Introduction/Justification

Cervical cancer remains one of the leading causes of cancer-related mortality in women worldwide, with EGFR overexpression contributing to uncontrolled proliferation, resistance to apoptosis, and tumor progression. Despite advances in radiotherapy and chemotherapy, many patients develop resistance, highlighting the urgent need for targeted therapies that can disrupt these oncogenic pathways. Peptide-based drugs represent a promising avenue for precision oncology, offering high specificity, low toxicity, and potential to inhibit key molecular drivers of cancer. This study investigates the YHWYGYTPQNVT peptide, designed to interact with EGFR, and evaluates its effect on proliferation and migration of HeLa cells, a widely used model of cervical cancer.

Objectives

This research aims to determine whether the YHWYGYTPQNVT peptide can effectively suppress EGFR-mediated growth signaling in HeLa cells, by analyzing cell proliferation, metabolic activity, and migration, aiming at establishing its potential as a therapeutic alternative to traditional cancer treatments.

Materials and Methods

The YHWYGYTPQNVT peptide was synthesized using solid-phase peptide synthesis, purified via HPLC, and confirmed by mass spectrometry.
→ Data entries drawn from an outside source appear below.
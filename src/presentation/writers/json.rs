use anyhow::Result;
use serde::Serialize;

use crate::application::monitoring::PerfReport;
use crate::domain::{comparison::DataComparisonResult, ports::OutputWriter};

// ─── Serialisation view ──────────────────────────────────────────────────────
//
// Presentation-only wrapper: the domain result is serialised as is, with the
// performance report alongside when requested.

#[derive(Serialize)]
struct JsonReport<'a> {
    #[serde(flatten)]
    result: &'a DataComparisonResult,
    #[serde(skip_serializing_if = "Option::is_none")]
    perf: Option<PerfReport>,
}

// ─── Writer ───────────────────────────────────────────────────────────────────

pub struct JsonWriter {
    pub pretty: bool,
    pub include_perf: bool,
}

impl Default for JsonWriter {
    fn default() -> Self {
        Self {
            pretty: true,
            include_perf: true,
        }
    }
}

impl OutputWriter for JsonWriter {
    fn format(&self, result: &DataComparisonResult) -> Result<String> {
        let view = JsonReport {
            result,
            perf: self.include_perf.then(|| PerfReport::from_result(result)),
        };

        if self.pretty {
            Ok(serde_json::to_string_pretty(&view)?)
        } else {
            Ok(serde_json::to_string(&view)?)
        }
    }

    fn extension(&self) -> &'static str {
        "json"
    }
}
HeLa cells were cultured in DMEM + 10% fetal bovine serum and incubated at 37°C with 5% CO₂. To establish a baseline proliferation rate, HeLa cells were plated at 5 × 104 cells in 6-well plates, and the growth curve was performed in sextuplicate over a 5-days period, with cell counts conducted on days 1, 3 and 5. For the experimental group, cells were treated with YHWYGYTPQNVT (80 µmol/mL). Statistical analysis was conducted using GraphPad Prism, with significance set at p ≤ 0.05.

Results

The YHWYGYTPQNVT peptide was synthesized efficiently with yield of approximately 45%. Chromatographic analyzes obtained by HPLC and mass spectrometry confirmed that the entire synthesis, cleavage, and purification process of peptides were performed efficiently. Control group displayed an aggressive proliferation rate with an exponential growth, reaching ∼96.8 × 10⁴ cells, consistent with the known oncogenic potential of HeLa cells. In contrast, the peptide-treated group showed a significant reduction in proliferation, with final cell counts averaging 61.5 × 10⁴ cells - corresponding to a 25.5% decrease compared to untreated cells.

Conclusion

Our findings highlight YHWYGYTPQNVT as a promising EGFR-targeting agent capable of reducing cervical cancer cell proliferation. By directly interfering with EGFR-driven oncogenic pathways, this approach could lay the groundwork for a new class of peptide-based therapeutics in oncology. Further in vivo validation and molecular pathway analysis are necessary to determine its potential clinical application in patients with EGFR-overexpressing cervical tumors.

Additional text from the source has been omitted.